9. Taking ownership of your work

As I’ve mentioned before, PhD level research is not about sitting and waiting for your adviser to give you instructions on which steps to follow and just sit and crunch numbers for him/her. At the end of your PhD, you need to show the (research) world that you are an independent researcher, ready to develop your own lines of research. Your PhD is your first step in this direction. Typically, your adviser will guide you more in the beginning, but gradually will let you loose and just ask you for your main findings. Understand that your PhD is your metamorphosis from guided MSc student to independent researcher – and anticipate the responsibilities associated therewith.
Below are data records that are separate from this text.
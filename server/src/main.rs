use std::sync::Arc;

use anyhow::Context;
use todo_core::{MemoryStore, Repositories};
use todo_server::{telemetry, AppState, Config};
use tokio::net::TcpListener;
use tracing::info;

#[tokio::main]
async fn main() -> anyhow::Result<()> {
    let config = Config::from_env()?;
    telemetry::init();
    info!(?config, "loaded configuration");

    let store = Arc::new(MemoryStore::new());
    if let Some(path) = &config.seed_file {
        let seed = tokio::fs::read_to_string(path)
            .await
            .with_context(|| format!("reading seed file {}", path.display()))?;
        store.load_seed(&seed).await?;
    }

    let addr = config.addr();
    let state = AppState::new(config, Repositories::from_backend(store))?;

    let listener = TcpListener::bind(addr).await?;
    info!(%addr, "listening");
    todo_server::run(listener, state).await?;
    Ok(())
}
10. Bouncing back after a setback

Every PhD student goes through the Valley of Despair a number of times. Life doesn’t end when you reach a dead end in your research. It’s OK to be mad at the world, your experiments and your supervisor for a weekend, and spend said weekend reading fiction / gaming / cooking / hating research. But that phase will and should go – and then you need to scramble yourself together, and make course corrections in your research. With this big change, comes the humility of accepting that you are wrong, with accepting that you can’t know from the very beginning what is the exact path of research. It can be painful and frustrating, but you’ll need to develop the skill of taking a deep breathe, letting go, and starting over new.